J’achète rarement un roman sans rien connaître ni de l’auteur ni du livre… quelle bonne pioche j’ai faite ici !
Sud de la Sardaigne. Une fliquesse, Mara Reis, qui a la langue bien pendue, va devoir faire équipe avec Eva Croce venue de Milan pour d’obscures raisons. Une unité des affaires classées a été créée à Cagliari et les deux femmes que tout oppose doivent collaborer avec un certain Moreno Barrali, un enquêteur à qui il ne reste plus que quelques mois à vivre. La vie et la carrière de ce flic ont été marquées par une affaire non résolue : le meurtre de deux femmes à 11 ans d’intervalle commis selon les mêmes rituels, très proches de la civilisation nuragique, celle d’un peuple de paysans sardes qui s’est adonné au culte de la Déesse-mère puis de celui de Dionysos. A trop vouloir s’obstiner, Moreno en a perdu la santé mais aussi toute crédibilité parmi ses pairs. Lorsqu’une jeune femme, Dolores, est retrouvée sauvagement assassinée selon le même rituel, les enquêtrices vont faire le lien avec les crimes non élucidés mais sur leur parcours, les découvertes macabres vont se succéder, comme si cette affaire était maudite…
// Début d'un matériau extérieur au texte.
//! The three scoring categories and the fixed parameters each one rates.

use serde::Serialize;

/// Category means at or above this get the positive headline.
const HEADLINE_THRESHOLD: f64 = 6.0;

#[derive(Debug, Clone, Copy, PartialEq, Eq, Serialize)]
#[serde(rename_all = "snake_case")]
pub enum Category {
    Company,
    Ingredients,
    Packaging,
}

impl Category {
    pub fn title(self) -> &'static str {
        match self {
            Category::Company => "Company Impact",
            Category::Ingredients => "Ingredients Quality",
            Category::Packaging => "Packaging Impact",
        }
    }

    /// Singular noun used inside the scoring prompt ("rate each company parameter").
    pub fn prompt_noun(self) -> &'static str {
        match self {
            Category::Company => "company",
            Category::Ingredients => "ingredient",
            Category::Packaging => "packaging",
        }
    }

    pub fn parameters(self) -> &'static [&'static str] {
        match self {
            Category::Company => &[
                "Environmental Impact",
                "Supply Chain Responsibility",
                "Product Lifecycle",
                "Social Responsibility and Ethics",
                "Sustainability Reporting and Certification",
            ],
            Category::Ingredients => &[
                "Sourcing and Origin",
                "Environmental Impact of Production",
                "Ethical Labor Practices",
                "Health and Safety",
                "Toxicity",
            ],
            Category::Packaging => &[
                "Material Sustainability",
                "Recyclability and Circular Economy",
                "Reduction in Material Use",
                "Energy and Water Consumption in Production",
                "Brand Transparency and Certifications",
            ],
        }
    }

    /// Short verdict shown next to the category mean.
    pub fn headline(self, mean: f64) -> &'static str {
        if mean < HEADLINE_THRESHOLD {
            return "Needs Improvement";
        }
        match self {
            Category::Company => "Environmental & Social",
            Category::Ingredients => "Sustainable Sourcing",
            Category::Packaging => "Eco-Friendly",
        }
    }
}
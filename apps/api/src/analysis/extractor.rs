//! Score extraction — turns a model's loosely formatted `Parameter: Score`
//! reply into a validated `ScoreTable`.
//!
//! Parsing is tolerant: any line that does not yield a number is skipped,
//! the function as a whole never fails.

pub const MIN_SCORE: f64 = 0.0;
pub const MAX_SCORE: f64 = 10.0;

/// Ordered mapping from parameter label to a score in `[0, 10]`.
///
/// Keys are unique and keep the position of their first appearance.
#[derive(Debug, Clone, Default, PartialEq)]
pub struct ScoreTable {
    entries: Vec<(String, f64)>,
}

impl ScoreTable {
    pub fn len(&self) -> usize {
        self.entries.len()
    }

    pub fn is_empty(&self) -> bool {
        self.entries.is_empty()
    }

    pub fn iter(&self) -> impl Iterator<Item = (&str, f64)> {
        self.entries.iter().map(|(name, score)| (name.as_str(), *score))
    }

    pub fn scores(&self) -> impl Iterator<Item = f64> + '_ {
        self.entries.iter().map(|(_, score)| *score)
    }

    /// Last write wins; an overwritten key stays where it first appeared.
    fn insert(&mut self, parameter: String, score: f64) {
        match self.entries.iter_mut().find(|(name, _)| *name == parameter) {
            Some(existing) => existing.1 = score,
            None => self.entries.push((parameter, score)),
        }
    }
}

/// Parses model output into a `ScoreTable`.
///
/// A line contributes only if it holds exactly one `:`, has a non-empty key,
/// and its value reduces to a parseable number. Values are clamped to `[0, 10]`.
pub fn extract(text: &str) -> ScoreTable {
    let mut table = ScoreTable::default();

    for line in text.lines() {
        let line = line.trim();
        if line.is_empty() {
            continue;
        }

        let Some((key, value)) = split_single_colon(line) else {
            continue;
        };
        let key = key.trim();
        if key.is_empty() {
            continue;
        }

        let Ok(score) = sanitize_number(value.trim()).parse::<f64>() else {
            continue;
        };

        table.insert(key.to_string(), score.clamp(MIN_SCORE, MAX_SCORE));
    }

    table
}

fn split_single_colon(line: &str) -> Option<(&str, &str)> {
    if line.matches(':').count() != 1 {
        return None;
    }
    line.split_once(':')
}

/// Keeps ASCII digits and `.`. A `-` survives only as the first kept
/// character and only when a digit or `.` follows it directly.
fn sanitize_number(value: &str) -> String {
    let mut out = String::with_capacity(value.len());
    let mut chars = value.chars().peekable();

    while let Some(c) = chars.next() {
        if c.is_ascii_digit() || c == '.' {
            out.push(c);
        } else if c == '-' && out.is_empty() {
            if let Some(next) = chars.peek() {
                if next.is_ascii_digit() || *next == '.' {
                    out.push(c);
                }
            }
        }
    }

    out
}

#[cfg(test)]
mod tests {
    use super::*;

    fn pairs(table: &ScoreTable) -> Vec<(&str, f64)> {
        table.iter().collect()
    }

    fn score_of(table: &ScoreTable, parameter: &str) -> Option<f64> {
        table
            .iter()
            .find(|(name, _)| *name == parameter)
            .map(|(_, score)| score)
    }

    #[test]
    fn test_single_line() {
        assert_eq!(pairs(&extract("Toxicity: 3")), vec![("Toxicity", 3.0)]);
    }

    #[test]
    fn test_clamps_above_range() {
        assert_eq!(pairs(&extract("Toxicity: 13")), vec![("Toxicity", 10.0)]);
    }

    #[test]
    fn test_negative_clamps_to_zero() {
        assert_eq!(pairs(&extract("Toxicity: -2")), vec![("Toxicity", 0.0)]);
    }

    #[test]
    fn test_detached_minus_is_dropped() {
        assert_eq!(pairs(&extract("Toxicity: - 4")), vec![("Toxicity", 4.0)]);
    }

    #[test]
    fn test_inner_minus_is_dropped() {
        // Ranges collapse the same way other stray characters do.
        assert_eq!(pairs(&extract("Toxicity: 7-8")), vec![("Toxicity", 10.0)]);
    }

    #[test]
    fn test_two_colons_rejected() {
        assert!(extract("bad line with: two: colons").is_empty());
    }

    #[test]
    fn test_no_colon_rejected() {
        assert!(extract("Toxicity 3").is_empty());
    }

    #[test]
    fn test_last_write_wins() {
        assert_eq!(pairs(&extract("Key1: 5\nKey1: 8")), vec![("Key1", 8.0)]);
    }

    #[test]
    fn test_overwrite_keeps_first_position() {
        let table = extract("A: 1\nB: 2\nA: 3");
        assert_eq!(pairs(&table), vec![("A", 3.0), ("B", 2.0)]);
    }

    #[test]
    fn test_strips_units_and_words() {
        let table = extract("Environmental Impact: 6/ \nToxicity: about 4.5 points");
        assert_eq!(score_of(&table, "Environmental Impact"), Some(6.0));
        assert_eq!(score_of(&table, "Toxicity"), Some(4.5));
    }

    #[test]
    fn test_unparseable_values_skipped() {
        let table = extract("A: high\nB: 1.2.3\nC: .\nD: 7");
        assert_eq!(pairs(&table), vec![("D", 7.0)]);
    }

    #[test]
    fn test_empty_key_skipped() {
        assert!(extract(": 5").is_empty());
    }

    #[test]
    fn test_blank_lines_and_crlf() {
        let table = extract("\r\n  Sourcing and Origin: 8  \r\n\r\nHealth and Safety: 5\r\n");
        assert_eq!(
            pairs(&table),
            vec![("Sourcing and Origin", 8.0), ("Health and Safety", 5.0)]
        );
    }

    #[test]
    fn test_realistic_model_reply() {
        let reply = "Here are the scores:\n\
            - Environmental Impact: 6\n\
            - Supply Chain Responsibility: 5\n\
            Note: the text mentions no certifications.\n\
            Product Lifecycle: 4 out of ";
        let table = extract(reply);
        assert_eq!(score_of(&table, "- Environmental Impact"), Some(6.0));
        assert_eq!(score_of(&table, "- Supply Chain Responsibility"), Some(5.0));
        assert_eq!(score_of(&table, "Product Lifecycle"), Some(4.0));
        // "Here are the scores:" has an empty value, the note has no number
        assert_eq!(table.len(), 3);
    }

    #[test]
    fn test_every_score_in_range() {
        let inputs = [
            "a: 0", "b: 10", "c: 10.0001", "d: 99999", "e: -0.5", "f: 0.0001",
            "g: 3e5", "h: -.5", "i: 1e-3", "j: 5.",
        ];
        for input in inputs {
            for (_, score) in extract(input).iter() {
                assert!(
                    (MIN_SCORE..=MAX_SCORE).contains(&score),
                    "{input} produced {score}"
                );
            }
        }
    }

    #[test]
    fn test_empty_input() {
        assert!(extract("").is_empty());
    }
}
use assert_cmd::Command;

#[test]
fn cli_help_lists_modes() {
    let mut cmd = Command::cargo_bin("paramscan").expect("binary not found");
    let assert = cmd.arg("--help").assert().success();

    let output = assert.get_output();
    let stdout = String::from_utf8_lossy(&output.stdout);
    assert!(stdout.contains("--address-lists"));
    assert!(stdout.contains("--address-range"));
    assert!(stdout.contains("--xml"));
    assert!(stdout.contains("--card"));
}
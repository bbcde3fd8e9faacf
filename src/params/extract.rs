use once_cell::sync::Lazy;
use regex::Regex;

use super::store::ParameterRecord;

static CELL_NAME: Lazy<Regex> =
    Lazy::new(|| Regex::new(r"^Cell Name\s*=\s*(.+)").expect("cell name regex"));
static PARAMETER_NAME: Lazy<Regex> =
    Lazy::new(|| Regex::new(r"^Parameter Name\s*=\s*(.+)").expect("parameter name regex"));
// The value must begin with a decimal digit run; trailing content on the
// line is ignored.
static PARAMETER_ADDRESS: Lazy<Regex> =
    Lazy::new(|| Regex::new(r"^Parameter Address\s*=\s*(\d+)").expect("parameter address regex"));

/// Parse one block into a record, or reject it.
///
/// Lines are scanned independently, so the three fields may appear in any
/// order; when a field occurs more than once the last line wins. Blocks
/// missing any field yield `None` and are silently dropped, which keeps a
/// single malformed export block from aborting the rest of the dump.
pub fn extract_record(block: &str) -> Option<ParameterRecord> {
    let mut cell_name = None;
    let mut parameter_name = None;
    let mut address = None;

    for line in block.lines() {
        let line = line.trim();

        if let Some(caps) = CELL_NAME.captures(line) {
            cell_name = Some(caps[1].trim().to_string());
        } else if let Some(caps) = PARAMETER_NAME.captures(line) {
            parameter_name = Some(caps[1].trim().to_string());
        } else if let Some(caps) = PARAMETER_ADDRESS.captures(line) {
            // A digit run too large for u32 leaves the field unset.
            address = caps[1].parse::<u32>().ok();
        }
    }

    Some(ParameterRecord {
        cell_name: cell_name?,
        parameter_name: parameter_name?,
        address: address?,
    })
}
use std::path::Path;

use anyhow::Result;

use super::narrow_to_cell;
use crate::params::ParameterStore;
use crate::platform::config::AppConfig;
use crate::services::export;
use crate::services::export::console;
use crate::tools::cli::state::CliContext;

/// Default mode: individual parameter rows, console and optional CSV.
pub fn execute(
    ctx: &CliContext,
    config: &AppConfig,
    store: &ParameterStore,
    cell: Option<&str>,
    output: Option<&Path>,
) -> Result<()> {
    let logger = ctx.logger();

    let Some(selection) = narrow_to_cell(ctx, store, cell) else {
        return Ok(());
    };

    // A cell-filtered view prints even in quiet mode; the full table is
    // narration and stays silent.
    if let Some(name) = cell {
        println!("Parameters for cell '{}':", name);
        console::print_table(&selection);
    } else if !ctx.quiet() {
        console::print_table(&selection);
    }

    if let Some(requested) = output {
        let path = config.resolve_output(requested);
        export::write_table(&path, &selection)?;
        logger.success(format!("Parameters saved to {}", path.display()));
    }

    if !ctx.quiet() {
        console::print_summary(selection.len(), selection.unique_cells().len(), None);
    }

    Ok(())
}
use std::path::Path;

use anyhow::Result;

use super::narrow_to_cell;
use crate::params::{ParameterStore, cell_aggregates};
use crate::platform::config::AppConfig;
use crate::services::export;
use crate::services::export::console;
use crate::tools::cli::state::CliContext;

/// Address-range mode: per cell, the distinct-address bounds.
pub fn execute(
    ctx: &CliContext,
    config: &AppConfig,
    store: &ParameterStore,
    cell: Option<&str>,
    output: Option<&Path>,
) -> Result<()> {
    let logger = ctx.logger();

    let Some(selection) = narrow_to_cell(ctx, store, cell) else {
        return Ok(());
    };
    let cells = cell_aggregates(&selection);

    match cell {
        Some(name) => {
            if let Some(aggregate) = cells.get(name) {
                console::print_cell_range(name, aggregate);
            }
        }
        None => {
            if !ctx.quiet() {
                println!("Cells with address ranges:");
                console::print_address_ranges(&cells);
            }
        }
    }

    if let Some(requested) = output {
        let path = config.resolve_output(requested);
        export::write_address_ranges(&path, &cells)?;
        logger.success(format!("Cell address ranges saved to {}", path.display()));
    }

    if !ctx.quiet() {
        let distinct: usize = cells.values().map(|aggregate| aggregate.count()).sum();
        console::print_summary(selection.len(), cells.len(), Some(distinct));
    }

    Ok(())
}
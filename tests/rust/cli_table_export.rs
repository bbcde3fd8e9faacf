use std::fs;

use assert_cmd::Command;
use tempfile::tempdir;

const SAMPLE: &str = "Cell Name = Delay_A\n\
                      Parameter Name = DelaySigma300Alg1delay\n\
                      Parameter Address = 786\n\
                      \n\
                      \n\
                      Cell Name = Mixer\n\
                      Parameter Name = gain\n\
                      Parameter Address = 12\n";

#[test]
fn cli_table_export_writes_csv_rows() {
    let dir = tempdir().expect("create tempdir");
    let input = dir.path().join("sample.params");
    fs::write(&input, SAMPLE).expect("write sample input");
    let output = dir.path().join("params.csv");

    let mut cmd = Command::cargo_bin("paramscan").expect("binary not found");
    cmd.arg(&input).arg("--quiet").args(["--output"]).arg(&output);
    cmd.assert().success();

    let written = fs::read_to_string(&output).expect("read exported csv");
    let lines: Vec<&str> = written.lines().collect();
    assert_eq!(lines[0], "cell_name,parameter_name,parameter_address");
    assert_eq!(lines[1], "Delay_A,DelaySigma300Alg1delay,786");
    assert_eq!(lines[2], "Mixer,gain,12");
}

#[test]
fn cli_range_export_is_idempotent() {
    let dir = tempdir().expect("create tempdir");
    let input = dir.path().join("sample.params");
    fs::write(&input, SAMPLE).expect("write sample input");
    let first = dir.path().join("first.csv");
    let second = dir.path().join("second.csv");

    for output in [&first, &second] {
        let mut cmd = Command::cargo_bin("paramscan").expect("binary not found");
        cmd.arg(&input)
            .arg("--address-range")
            .arg("--quiet")
            .args(["--output"])
            .arg(output);
        cmd.assert().success();
    }

    assert_eq!(
        fs::read_to_string(&first).expect("read first export"),
        fs::read_to_string(&second).expect("read second export")
    );
}

#[test]
fn cli_unknown_cell_filter_lists_available_cells() {
    let dir = tempdir().expect("create tempdir");
    let input = dir.path().join("sample.params");
    fs::write(&input, SAMPLE).expect("write sample input");

    let mut cmd = Command::cargo_bin("paramscan").expect("binary not found");
    cmd.arg(&input).args(["--cell", "Nope"]);
    let assert = cmd.assert().success();

    let output = assert.get_output();
    let stdout = String::from_utf8_lossy(&output.stdout);
    assert!(stdout.contains("Cell 'Nope' not found"));
    assert!(stdout.contains("Delay_A"));
    assert!(stdout.contains("Mixer"));
}
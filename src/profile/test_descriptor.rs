use super::*;
use crate::params::{ParameterStore, cell_aggregates};
use crate::profile::resolver::resolve_catalogue;

fn render_for(content: &str, card: Option<Card>, version: Option<&str>) -> String {
    let store = ParameterStore::parse(content);
    let cells = cell_aggregates(&store);
    let resolved = resolve_catalogue(&store, &cells);
    render(&resolved, card, version)
}

const DELAY_BLOCK: &str =
    "Cell Name = Delay_A\nParameter Name = DelaySigma300Alg1delay\nParameter Address = 786\n";

#[test]
fn test_preamble_order_and_placeholders() {
    let document = render_for(DELAY_BLOCK, None, None);
    let lines: Vec<&str> = document.lines().collect();

    assert_eq!(
        lines[0],
        "                <metadata type=\"sampleRate\">48000</metadata>"
    );
    assert_eq!(
        lines[1],
        "                <metadata type=\"profileName\">NAME</metadata>"
    );
    assert_eq!(
        lines[2],
        "                <metadata type=\"profileVersion\">0</metadata>"
    );
    assert_eq!(
        lines[3],
        "                <metadata type=\"programID\">NAME</metadata>"
    );
    assert_eq!(
        lines[4],
        "                <metadata type=\"modelName\" modelID=\"NAME\">NAME</metadata>"
    );
    assert_eq!(
        lines[5],
        "                <metadata type=\"checksum\">CHECKSUM</metadata>"
    );
}

#[test]
fn test_card_preset_substitution() {
    let document = render_for(DELAY_BLOCK, Some(Card::Beocreate), None);

    assert!(document.contains("<metadata type=\"profileName\">Beocreate Universal</metadata>"));
    assert!(document.contains("<metadata type=\"profileVersion\">11</metadata>"));
    assert!(document.contains("<metadata type=\"programID\">beocreate-universal</metadata>"));
    assert!(document.contains(
        "<metadata type=\"modelName\" modelID=\"beocreate-4ca-mk1\">Beocreate 4-Channel Amplifier</metadata>"
    ));
}

#[test]
fn test_version_override_beats_preset_default() {
    let document = render_for(DELAY_BLOCK, Some(Card::Dacdsp), Some("21"));

    assert!(document.contains("<metadata type=\"profileVersion\">21</metadata>"));
    assert!(!document.contains("<metadata type=\"profileVersion\">15</metadata>"));
}

#[test]
fn test_spdif_user_data_block_is_fixed() {
    let document = render_for(DELAY_BLOCK, None, None);

    assert!(document.contains(
        "<metadata type=\"spdifTXUserDataSource\" storable=\"yes\">63135</metadata>"
    ));
    assert!(
        document.contains("<metadata type=\"spdifTXUserDataR1\" storable=\"yes\">63185</metadata>")
    );
}

#[test]
fn test_static_registers_precede_catalogue_entries() {
    let document = render_for(DELAY_BLOCK, None, None);

    let static_pos = document
        .find("canBecomeDaisyChainSlaveRegister")
        .expect("static register missing");
    let catalogue_pos = document
        .find("delayARegister")
        .expect("catalogue entry missing");
    assert!(static_pos < catalogue_pos);
    assert!(document.contains("<metadata type=\"muteRegister\">4834</metadata>"));
}

#[test]
fn test_resolved_delay_carries_delay_attributes() {
    let document = render_for(DELAY_BLOCK, None, None);

    assert!(document.contains(
        "<metadata type=\"delayARegister\" maxDelay=\"2000\" storable=\"yes\">786</metadata>"
    ));
}

#[test]
fn test_resolved_channel_select_carries_channel_attributes() {
    let content =
        "Cell Name = Channel Select.Ch_A\nParameter Name = monomuxSigma300ns4index\nParameter Address = 31\n";
    let document = render_for(content, None, None);

    assert!(document.contains(
        "<metadata type=\"channelSelectARegister\" channels=\"left,right,mono,side\" multiplier=\"1\" storable=\"yes\">31</metadata>"
    ));
}

#[test]
fn test_unmapped_entry_renders_as_comment() {
    // Nothing in this dump matches the balance control.
    let document = render_for(DELAY_BLOCK, None, None);

    assert!(document.contains("<!-- balanceRegister: L-R Balance control - NOT MAPPED -->"));
    assert!(!document.contains("<metadata type=\"balanceRegister\""));
}

#[test]
fn test_filter_bank_value_with_storable_attribute() {
    let blocks: Vec<String> = (691..=770)
        .enumerate()
        .map(|(index, address)| {
            format!(
                "Cell Name = Loudspeaker EQ.IIR_A\nParameter Name = coeff{index}\nParameter Address = {address}"
            )
        })
        .collect();
    let document = render_for(&blocks.join("\n\n\n"), None, None);

    assert!(document.contains("<metadata type=\"IIR_A\" storable=\"yes\">691/80</metadata>"));
}

#[test]
fn test_rendering_is_deterministic() {
    let first = render_for(DELAY_BLOCK, Some(Card::Dspaddon), None);
    let second = render_for(DELAY_BLOCK, Some(Card::Dspaddon), None);

    assert_eq!(first, second);
}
Quel roman passionnant !! Sauvage, organique, puissamment sarde, il me semble qu’il pourrait entrer dans la catégorie des « ethno-polars » tant il nous en apprend sur la culture sarde et la civilisation nuragique. Les personnages sont forts et marquants, ils évoluent avec brio dans cette enquête sombre et mystérieuse. Les chapitres courts, la variation des points de vue et les changements de décor permettent de créer un rythme très enlevé. L’écriture est belle et efficace, la poésie de certaines descriptions tranche avec le langage cru de Mara, c’est délicieux. Et puis vivre quelques centaines de pages sur cette merveilleuse île sarde (je n’ai vu qu’une partie du nord, il me tarde d’en découvrir un jour davantage !), quel plaisir ! Pulixi a repris nos enquêtrices préférées pour les placer dans son dernier roman, L’Illusion du mal.
- COUP DE CŒUR -
Eva Croce quitte Milan pour la Sardaigne : « Le tangage du bateau lui évoquait les contractions d'une parturiente. Le clapot des vagues, les gémissements causés par les douleurs. Le souffle du vent, la respiration haletante de la femme sur le point de perdre les eaux. Le battement sourd des moteurs du ferry qui montaient dans les tours, l'augmentation vertigineuse du pouls. Elle sourit, amère. En un sens, c’était ça : cette nuit enveloppante était l'utérus qui la retiendrait encore quelques heures, jusqu'à ce qu'elle accouche d'une nouvelle vie, d’une nouvelle elle. »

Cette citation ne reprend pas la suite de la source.